Tuesday, April 8, 2014

THE BIG SHAKEDOWN (1934)

Sporting a title more appropriate for a '50s crime picture, The Big Shakedown asks the question: What happens to the bootleggers now that Prohibition's over? Gangster Dutch Barnes, impressed by pharmacist Jimmy Morrell's way with chemicals at the local drugstore, comes up with the brilliant idea of hiring him to manufacture bootleg toothpaste. Desperate times call for desperate measures -- like coming up with a movie that takes the concept of bootleg toothpaste seriously.
 
Soon, Dutch's goons are strong-arming local druggists to buy their product, just like the good ol' days. But perhaps realizing such a conceit would eventually make him the laughingstock of his fellow criminals, Dutch soon orders Jimmy to whip up cosmetic knock-offs. Naturally, the lipstick-happy dames can't tell the difference. Then, instead of making the logical move to, say, pseudo-Brioschi, Dutch decides to go into the medical-supply business, blackmailing Jimmy into creating bogus antiseptics and, eventually, digitalis -- a dose of which causes Jimmy's unsuspecting wife, Norma, to suffer a miscarriage. The moral of the story: toothpaste is a gateway drug.

She's a good actress, but not good enough
for those Bette Davis eyes to hide her contempt.
You just know that ingenue Bette Davis (Norma) was secretly praying for studio head Jack Warner to keel over with a shot of phony digitalis himself for forcing her into melodramatic hooey like The Big Shakedown, roughly her 20th movie in three years. Still a few years away from being treated like the royalty she always thought herself to be, Davis can't completely mask her disgust with the ridiculous script or her milquetoast leading man, Charles Farrell, the kind of actor she'd happily chew up and spit out before breakfast.

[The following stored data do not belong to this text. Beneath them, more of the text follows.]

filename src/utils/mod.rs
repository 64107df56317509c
pub mod auth;
pub mod constants;
pub mod tracing;
impl TryFrom<MemberRow> for Member {
    type Error = ProjectStoreError;

    fn try_from(row: MemberRow) -> Result<Self, Self::Error> {
        let email = row
            .email
            .as_deref()
            .map(Email::parse_str)
            .transpose()
            .map_err(|e| ProjectStoreError::UnexpectedError(eyre!(e)))?;
        let status = row
            .status
            .parse::<MemberStatus>()
            .map_err(|e| ProjectStoreError::UnexpectedError(eyre!(e)))?;

        Ok(Member {
            id: MemberId::new(row.id),
            project_id: ProjectId::new(row.project_id),
            user_id: row.user_id.map(UserId::new),
            email,
            role: row.role,
            status,
        })
    }
}

#[derive(sqlx::FromRow)]
struct PrizeRow {
    id: Uuid,
    project_id: Uuid,
    prize: String,
    track: String,
}

// Matches member rows (aliased `m`) against a person's user ids, and against
// their emails on rows no account is linked to yet.
fn person_clause(user_ids_idx: u32, emails_idx: u32) -> String {
    format!(
        "(m.user_id = ANY(${user_ids_idx}) \
         OR (m.user_id IS NULL AND m.email = ANY(${emails_idx})))"
    )
}

fn unexpected(e: sqlx::Error) -> ProjectStoreError {
    ProjectStoreError::UnexpectedError(eyre!(e))
}

enum BindValue {
    Uuid(Uuid),
    Text(String),
}

/// Builds the WHERE clause for a listing filter. Returns the clause, the
/// values to bind in order, and the next free parameter index.
fn build_project_filter(filter: &ProjectFilter) -> (String, Vec<BindValue>, u32) {
    let mut conditions = Vec::new();
    let mut bind_values = Vec::new();
    let mut bind_idx = 1u32;

    if let Some(hackathon_id) = &filter.hackathon_id {
        conditions.push(format!("p.hackathon_id = ${bind_idx}"));
        bind_idx += 1;
        bind_values.push(BindValue::Uuid(*hackathon_id.as_ref()));
    }

    if let Some(track) = filter.track() {
        conditions.push(format!("${bind_idx} = ANY(p.tracks)"));
        bind_idx += 1;
        bind_values.push(BindValue::Text(track.to_owned()));
    }

    if filter.winning_only {
        conditions.push(
            "EXISTS (SELECT 1 FROM prizes pr WHERE pr.project_id = p.id)"
                .to_owned(),
        );
    }

    if let Some(phrase) = filter.search_phrase() {
        let mut alternatives = Vec::new();
        for term in filter.search_terms() {
            alternatives.push(format!(
                "p.project_name ILIKE ${bind_idx} OR p.full_description ILIKE ${bind_idx}"
            ));
            bind_idx += 1;
            bind_values.push(BindValue::Text(format!("%{}%", escape_like(term))));
        }
        alternatives.push(format!("${bind_idx} = ANY(p.tracks)"));
        bind_idx += 1;
        bind_values.push(BindValue::Text(phrase.to_owned()));

        conditions.push(format!("({})", alternatives.join(" OR ")));
    }

    let where_clause = if conditions.is_empty() {
        String::new()
    } else {
        format!("WHERE {}", conditions.join(" AND "))
    };

    (where_clause, bind_values, bind_idx)
}

fn escape_like(term: &str) -> String {
    term.replace('\\', "\\\\")
        .replace('%', "\\%")
        .replace('_', "\\_")
}

fn bind_project_values<'q, O>(
    mut q: sqlx::query::QueryAs<'q, Postgres, O, PgArguments>,
    bind_values: &'q [BindValue],
) -> sqlx::query::QueryAs<'q, Postgres, O, PgArguments> {
    for val in bind_values {
        match val {
            BindValue::Uuid(v) => q = q.bind(*v),
            BindValue::Text(v) => q = q.bind(v.as_str()),
        }
    }
    q
}
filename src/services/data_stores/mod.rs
mod hashmap_project_store;
mod hashmap_rate_limit_store;
mod hashmap_user_store;
mod postgres_project_store;
mod postgres_user_store;
mod redis_rate_limit_store;

pub use hashmap_project_store::*;
pub use hashmap_rate_limit_store::*;
pub use hashmap_user_store::*;
pub use postgres_project_store::*;
pub use postgres_user_store::*;
pub use redis_rate_limit_store::*;
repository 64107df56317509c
use axum::{
    extract::{Path, State},
    http::StatusCode,
    Json,
};
use axum_extra::extract::CookieJar;
use serde::{Deserialize, Serialize};

use crate::{
    domain::{
        Member, MemberId, MemberStatus, ProjectAPIError, ProjectId, RoleUpdate,
        UserId,
    },
    services::members,
    utils::auth::get_claims,
    AppState,
};

#[tracing::instrument(name = "Update member role route handler", skip_all)]
pub async fn update_member_role(
    State(state): State<AppState>,
    jar: CookieJar,
    Path(project_id): Path<uuid::Uuid>,
    Json(request): Json<RoleUpdate>,
) -> Result<(StatusCode, CookieJar, Json<MemberResponse>), ProjectAPIError> {
    get_claims(&jar)?;
    let project_id = ProjectId::new(project_id);

    let member = members::update_role_member(&state, &project_id, request).await?;

    Ok((StatusCode::OK, jar, Json(MemberResponse::from(member))))
}

#[derive(Debug, PartialEq, Serialize, Deserialize)]
pub struct MemberResponse {
    pub id: MemberId,
    pub project_id: ProjectId,
    pub user_id: Option<UserId>,
    pub email: Option<String>,
    pub role: String,
    pub status: MemberStatus,
}

impl From<Member> for MemberResponse {
    fn from(member: Member) -> Self {
        Self {
            id: member.id,
            project_id: member.project_id,
            user_id: member.user_id,
            email: member.email.map(|e| e.as_str().to_owned()),
            role: member.role,
            status: member.status,
        }
    }
}
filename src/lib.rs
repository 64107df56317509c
use axum::{
    http::{header::CONTENT_TYPE, Method, StatusCode},
    response::{IntoResponse, Response},
    routing::{get, patch, post},
    serve::Serve,
    Json, Router,
};

use redis::{Client, RedisResult};
use secrecy::{ExposeSecret, Secret};
use serde::{Deserialize, Serialize};
use sqlx::{postgres::PgPoolOptions, PgPool};
use std::error::Error;
use tokio::signal;
use tower_http::{cors::CorsLayer, trace::TraceLayer};
use tracing::Level;

use domain::{AuthAPIError, FieldError, ProjectAPIError};
pub mod routes;
use crate::utils::tracing::*;
use routes::projects::{
    check_invitation, create_project, get_members, get_project,
    get_user_project, invite_member, list_projects, new_project,
    update_member_role, update_member_status, update_project,
};
pub mod app_state;
pub mod domain;
pub mod services;
use app_state::AppState;
pub mod utils;
use utils::constants::APP_SERVICE_EXTERNAL_ADDRESS;

#[derive(Debug, Serialize, Deserialize)]
pub struct ErrorResponse {
    pub error: String,
    #[serde(default, skip_serializing_if = "Vec::is_empty")]
    pub details: Vec<FieldError>,
}

impl IntoResponse for ProjectAPIError {
    fn into_response(self) -> Response {
        let (status, error_message, details) = match &self {
            ProjectAPIError::ValidationError(e) => {
                log_error_chain(&self, Level::DEBUG);
                (
                    StatusCode::BAD_REQUEST,
                    e.message().to_owned(),
                    e.details().to_vec(),
                )
            }
            ProjectAPIError::BadRequest(message) => {
                log_error_chain(&self, Level::DEBUG);
                (StatusCode::BAD_REQUEST, message.clone(), vec![])
            }
            ProjectAPIError::IDNotFoundError(_) => {
                log_error_chain(&self, Level::DEBUG);
                (StatusCode::NOT_FOUND, self.to_string(), vec![])
            }
            ProjectAPIError::AuthenticationError(
                AuthAPIError::UnexpectedError(_),
            )
            | ProjectAPIError::UnexpectedError(_) => {
                log_error_chain(&self, Level::ERROR);
                (
                    StatusCode::INTERNAL_SERVER_ERROR,
                    "Unexpected error".to_string(),
                    vec![],
                )
            }
            ProjectAPIError::AuthenticationError(auth_error) => {
                log_error_chain(&self, Level::DEBUG);
                (StatusCode::UNAUTHORIZED, auth_error.to_string(), vec![])
            }
            ProjectAPIError::RateLimited => {
                log_error_chain(&self, Level::DEBUG);
                (StatusCode::TOO_MANY_REQUESTS, self.to_string(), vec![])
            }
        };
        let body = Json(ErrorResponse {
            error: error_message,
            details,
        });
        (status, body).into_response()
    }
}

fn log_error_chain(e: &(dyn Error + 'static), debug_level: Level) {
    let separator =
        "\n-----------------------------------------------------------------------------------\n";
    let mut report = format!("{}{:?}\n", separator, e);
    let mut current = e.source();
    while let Some(cause) = current {
        let str = format!("Caused by:\n\n{:?}", cause);
        report = format!("{}\n{}", report, str);
        current = cause.source();
    }
    report = format!("{}\n{}", report, separator);
    match debug_level {
        Level::ERROR => tracing::error!("{}", report),
        Level::WARN => tracing::warn!("{}", report),
        Level::INFO => tracing::info!("{}", report),
        Level::DEBUG => tracing::debug!("{}", report),
        Level::TRACE => tracing::trace!("{}", report),
    }
}

pub struct Application {
    server: Serve<Router, Router>,
    pub address: String,
}

impl Application {
    pub async fn build(
        app_state: AppState,
        address: &str,
    ) -> Result<Self, Box<dyn Error>> {
        let allowed_origins = [
            "http://localhost:3000".parse()?,
            "http://127.0.0.1:3000".parse()?,
            APP_SERVICE_EXTERNAL_ADDRESS.parse()?,
        ];

        let cors = CorsLayer::new()
            .allow_methods([Method::GET, Method::POST, Method::PUT, Method::PATCH])
            .allow_headers([CONTENT_TYPE])
            .allow_credentials(true)
            .allow_origin(allowed_origins);

        let router = Router::new()
            .route("/api/projects", post(create_project).get(list_projects))
            .route("/api/projects/:id", get(get_project).put(update_project))
            .route("/api/project", post(new_project).get(get_user_project))
            .route("/api/project/check-invitation", get(check_invitation))
            .route("/api/project/invite-member", post(invite_member))
            .route(
                "/api/project/:project_id/members",
                get(get_members).patch(update_member_role),
            )
            .route(
                "/api/project/:project_id/members/status",
                patch(update_member_status),
            )
            .with_state(app_state)
            .layer(cors)
            .layer(
                TraceLayer::new_for_http()
                    .make_span_with(make_span_with_request_id)
                    .on_request(on_request)
                    .on_response(on_response),
            );

        let listener = tokio::net::TcpListener::bind(address).await?;
        let address = listener.local_addr()?.to_string();
        let server = axum::serve(listener, router);

        Ok(Application { server, address })
    }

    pub async fn run(self) -> Result<(), std::io::Error> {
        tracing::info!("listening on {}", &self.address);
        self.server.with_graceful_shutdown(shutdown_signal()).await
    }
}

async fn shutdown_signal() {
    let ctrl_c = async {
        signal::ctrl_c()
            .await
            .expect("failed to install Ctrl+C handler");
    };

    #[cfg(unix)]
    let terminate = async {
        signal::unix::signal(signal::unix::SignalKind::terminate())
            .expect("failed to install signal handler")
            .recv()
            .await;
    };

    #[cfg(not(unix))]
    let terminate = std::future::pending::<()>();

    tokio::select! {
        _ = ctrl_c => {},
        _ = terminate => {},
    }
}

pub async fn get_postgres_pool(
    url: &Secret<String>,
) -> Result<PgPool, sqlx::Error> {
    PgPoolOptions::new()
        .max_connections(5)
        .connect(url.expose_secret())
        .await
}

pub fn get_redis_client(redis_hostname: String) -> RedisResult<Client> {
    let redis_url = format!("redis://{}/", redis_hostname);
    redis::Client::open(redis_url)
}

"...And next week I want you to make a vat of
interferon, or else!"
However, the ever-reliable Ricardo Cortez plays Dutch Barnes with his usual oily, clenched-teeth style. A well-dressed sociopath, Barnes has no problem flooding the city's hospitals with phony medicine if it means keeping the money rolling in. As Rand Paul would urge, let the marketplace decide what to do with him. 

"How can I be anti-
Semitic if I'm Jewish?"
Made near the end of the pre-code era, The Big Shakedown has plenty of little moments that would never have made it in a movie a year or two later. A dumpy housewife is humorously portrayed as a cough syrup addict. Sidney Miller, Warners' go-to whiny Jewish kid, is obsessed with keeping track of his money. The scientist who eventually shoots Dutch gets away with it because 1) Dutch stole his formula, and 2) Dutch had it coming. In order to further protect the doctor, Jimmy dumps the murder weapon into the same vat of bubbling acid where Dutch's body falls. Very Shakespearean stuff.

One gag probably baffles most contemporary viewers. A mousy middle-aged guy enters Jimmy's store and asks for a druggist. When Bette Davis informs him that she's the druggist, the guy gulps and, thinking fast, asks for a bottle of aspirin. Davis smirks knowingly. Audiences in 1934 would have immediately caught the unspoken subtext: the guy had come in for condoms but didn't want to ask a woman for them. Now you can find them at any bodega next to the Milk Duds. I'm not certain we've made progress.


"And I ain't talkin' soda!"
Most unexpected of all is a line of dialogue spoken by the great Allen Jenkins. When informed that the gang is moving from beer to drugs -- pharmaceuticals, that is -- Jenkins misunderstands. "Not me," he replies. "I got a brother doing twenty years for going into the drug business and all they found on him was two decks of coke." There's nothing better than drug references in old movies. Except maybe sex references.

Bootleg toothpaste, Jewish stereotypes, a murderer getting off scot-free, drug humor, cough syrupholics -- it's just another day on the Warner Brothers lot. If not the best pre-code picture, The Big Shakedown is certainly one of the more entertainingly absurd. On the other hand, the next time you visit New York's Chinatown district, stay away from the exotic-looking toothpastes. Many contain diethylene glycol, a substance usually found in, among other things, heating fuel and brake fluid. As least Jimmy Morrell's stuff cleaned your teeth without killing you.